Fresh data offers hope for U.S. economy
U.S. retail sales rose for the first time in three months in May and the number of workers filing new claims for jobless benefits last week hit the lowest level since January, suggesting the recession was abating.
The Commerce Department said on Thursday that sales at U.S. retailers rose 0.5 percent last month, lifted by strong gasoline and building material receipts.
A separate report from the Labor Department showed the number of U.S. workers filing new claims for jobless aid fell 24,000 to 601,000 in the week ended June 6, the lowest since the week of January 24.
It looks like we are turning the corner. There is pretty clear evidence that the worst of the labor downturn has passed, but we still expect more job losses, said Zach Pandl, an economist at Nomura Securities International in New York.
U.S. stocks were modestly higher, while the value of the dollar edged up against the Japanese yen.
The data bolstered the argument that the economy's severe recession was close to hitting a bottom, with the sales report raising optimism that consumer spending would probably be flat to only modestly lower in the second quarter.
However, analysts said the sales strength was largely a mirage that reflected higher gasoline prices.
Gasoline prices in rose in every week in May, according to government data, increasing from $2.13 a gallon at the beginning of the month to $2.57 by June 1.
Excluding sales at gasoline stations, retail sales rose just 0.2 percent, the Commerce Department said.
The (economy's) tender green shoots could be snuffed out by the frost of higher mortgage rates and gasoline prices, said T.J. Marta, chief market strategist at Marta on the Markets in Scotch Plains, New Jersey.
Growing optimism that the deep U.S. recession, now in its 18 month, will soon be over and worries about surging U.S. government debt have pushed yields on U.S. Treasuries sharply higher in recent weeks.

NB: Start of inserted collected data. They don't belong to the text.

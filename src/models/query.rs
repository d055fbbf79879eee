//! Query, page state and result models for the record query engine.

use serde::{Deserialize, Serialize};
use std::str::FromStr;

use super::record::{LibraryKind, Record};

/// Default number of records per page
pub const DEFAULT_PAGE_SIZE: usize = 48;

/// Default number of page links shown in the pagination bar
pub const DEFAULT_WINDOW_WIDTH: usize = 5;

/// Category filter shared by search and leaderboard views
///
/// One predicate table for both flows: ordinary kinds match on the record's
/// kind, the derived `UnitedStates` category matches on country instead.
#[derive(Debug, Clone, Copy, PartialEq, Eq, Hash, Default)]
pub enum Category {
    /// Wildcard, matches every record
    #[default]
    All,
    /// Exact kind match
    Kind(LibraryKind),
    /// Records whose country is `US`
    UnitedStates,
}

impl Category {
    /// Categories offered by the leaderboard view, in button order
    pub const LEADERBOARD: [Category; 5] = [
        Category::All,
        Category::UnitedStates,
        Category::Kind(LibraryKind::Academic),
        Category::Kind(LibraryKind::PublicSchool),
        Category::Kind(LibraryKind::Government),
    ];

    /// Check whether a record belongs to this category
    pub fn matches(&self, record: &Record) -> bool {
        match self {
            Category::All => true,
            Category::Kind(kind) => record.kind == *kind,
            Category::UnitedStates => record.country.as_deref() == Some("US"),
        }
    }

    /// Returns the command-line identifier
    pub fn slug(&self) -> &'static str {
        match self {
            Category::All => "all",
            Category::Kind(kind) => kind.slug(),
            Category::UnitedStates => "us",
        }
    }

    /// Returns the label used on filter buttons
    pub fn label(&self) -> &'static str {
        match self {
            Category::All => "All Libraries",
            Category::Kind(kind) => kind.name(),
            Category::UnitedStates => "US Libraries",
        }
    }
}

impl std::fmt::Display for Category {
    fn fmt(&self, f: &mut std::fmt::Formatter<'_>) -> std::fmt::Result {
        write!(f, "{}", self.slug())
    }
}

/// Error returned when a category name is not recognized
#[derive(Debug, Clone, PartialEq, Eq, thiserror::Error)]
#[error("unknown category '{0}' (expected all, us, or a library type)")]
pub struct ParseCategoryError(pub String);

impl FromStr for Category {
    type Err = ParseCategoryError;

    fn from_str(s: &str) -> Result<Self, Self::Err> {
        let value = s.trim();
        if value.eq_ignore_ascii_case("all") {
            return Ok(Category::All);
        }
        if value.eq_ignore_ascii_case("us") {
            return Ok(Category::UnitedStates);
        }
        LibraryKind::lookup(value)
            .map(Category::Kind)
            .ok_or_else(|| ParseCategoryError(s.to_string()))
    }
}

impl Serialize for Category {
    fn serialize<S: serde::Serializer>(&self, serializer: S) -> Result<S::Ok, S::Error> {
        serializer.serialize_str(self.slug())
    }
}

impl<'de> Deserialize<'de> for Category {
    fn deserialize<D: serde::Deserializer<'de>>(deserializer: D) -> Result<Self, D::Error> {
        let value = String::deserialize(deserializer)?;
        value.parse().map_err(serde::de::Error::custom)
    }
}

/// Search parameters for one engine call
#[derive(Debug, Clone, Default, PartialEq, Eq, Serialize, Deserialize)]
pub struct Query {
    /// Free-text term; empty matches everything
    pub search_term: String,

    /// Category filter
    pub category: Category,
}

impl Query {
    /// Create a new query for a search term
    pub fn new(search_term: impl Into<String>) -> Self {
        Self {
            search_term: search_term.into(),
            ..Default::default()
        }
    }

    /// Set the category filter
    pub fn category(mut self, category: Category) -> Self {
        self.category = category;
        self
    }
}

/// Pagination state owned by the calling layer
#[derive(Debug, Clone, Copy, PartialEq, Eq, Serialize, Deserialize)]
pub struct PageState {
    /// Current page, 1-based
    pub current_page: usize,

    /// Records per page
    pub page_size: usize,

    /// Number of page links in the window (odd)
    pub window_width: usize,
}

impl Default for PageState {
    fn default() -> Self {
        Self {
            current_page: 1,
            page_size: DEFAULT_PAGE_SIZE,
            window_width: DEFAULT_WINDOW_WIDTH,
        }
    }
}

impl PageState {
    /// Create page state for the given page with default sizes
    pub fn new(current_page: usize) -> Self {
        Self {
            current_page,
            ..Default::default()
        }
    }

    /// Set the page size
    pub fn page_size(mut self, page_size: usize) -> Self {
        self.page_size = page_size;
        self
    }

    /// Set the window width
    pub fn window_width(mut self, window_width: usize) -> Self {
        self.window_width = window_width;
        self
    }

    /// Page size used for arithmetic; zero is treated as one
    pub fn effective_page_size(&self) -> usize {
        self.page_size.max(1)
    }

    /// Clamp the current page into `[1, max(total_pages, 1)]`.
    ///
    /// The engine never clamps; callers do this before querying.
    pub fn clamped(mut self, total_pages: usize) -> Self {
        self.current_page = self.current_page.clamp(1, total_pages.max(1));
        self
    }
}

/// Which view the engine is serving
#[derive(Debug, Clone, Copy, PartialEq, Eq, Default, Serialize, Deserialize)]
#[serde(rename_all = "lowercase")]
pub enum DisplayMode {
    /// Filtered records in input order
    #[default]
    Search,
    /// Filtered records ranked by holdings and truncated to the top N
    Leaderboard,
}

/// Page numbers to render plus truncation markers
#[derive(Debug, Clone, Default, PartialEq, Eq, Serialize, Deserialize)]
pub struct PageWindow {
    pub pages: Vec<usize>,
    pub show_left_ellipsis: bool,
    pub show_right_ellipsis: bool,
}

/// Result of one engine call
#[derive(Debug, Clone, Serialize)]
pub struct QueryOutcome<'a> {
    /// Records on the current page
    pub visible: Vec<&'a Record>,

    /// Number of records that passed the filter, before ranking and paging
    pub total_matched: usize,

    /// Number of records pages are cut from; the top-N size in leaderboard mode
    pub working_len: usize,

    /// Number of pages over the working set
    pub total_pages: usize,

    /// Offset of the first visible record in the working set
    pub start_index: usize,

    /// Pagination window for the current page
    pub window: PageWindow,
}

impl<'a> QueryOutcome<'a> {
    /// 1-based `(first, last)` positions for a "Showing X to Y" footer
    pub fn showing_range(&self) -> Option<(usize, usize)> {
        if self.visible.is_empty() {
            None
        } else {
            Some((self.start_index + 1, self.start_index + self.visible.len()))
        }
    }

    /// Whether a previous page exists
    pub fn has_previous(&self, current_page: usize) -> bool {
        current_page > 1 && self.total_pages > 0
    }

    /// Whether a next page exists
    pub fn has_next(&self, current_page: usize) -> bool {
        current_page < self.total_pages
    }

    /// Position of a visible record within the working set (1-based)
    pub fn rank_of(&self, index: usize) -> usize {
        self.start_index + index + 1
    }
}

The yield on the 10-year Treasury note, a benchmark for many mortgages, hit 4 percent on Wednesday for the first time since October and revisited that level briefly on Thursday in a potential challenge to the hoped-for economic recovery.
WHITHER THE U.S. CONSUMER
Consumer spending, which accounts for about 70 percent of U.S. economic activity, rose at a 1.5 percent annual rate in the January-March period after a 4.3 percent dive in the fourth quarter of last year.
Gasoline sales jumped 3.6 percent last month after dropping 0.8 percent in April, whiles sales of building materials climbed 1.3 percent, the biggest gain since April last year. Car sales rose 0.5 percent.
A third report showed businesses continued to pare inventories sharply in April. The Commerce Department said inventories dropped 1.1 percent, the eighth monthly decline in a row, with stocks of motor vehicles down a sharp 2.4 percent.
The sharp paring of stocks that had built up as the economy entered a deep tailspin toward the end of last year should lay the groundwork for a pickup in activity as demand revives.
The Commerce Department said on May 29 that inventories fell $91.4 billion in the first quarter after a $25.8 billion drop in final three months of last year.
While initial claims for state unemployment insurance benefits declined for the fourth straight week last week, the number of people staying on the benefit rolls after collecting an initial week of aid rose to a record 6.82 million in the week of May 30. It was the 19th week in a row so-called continued claims set a record.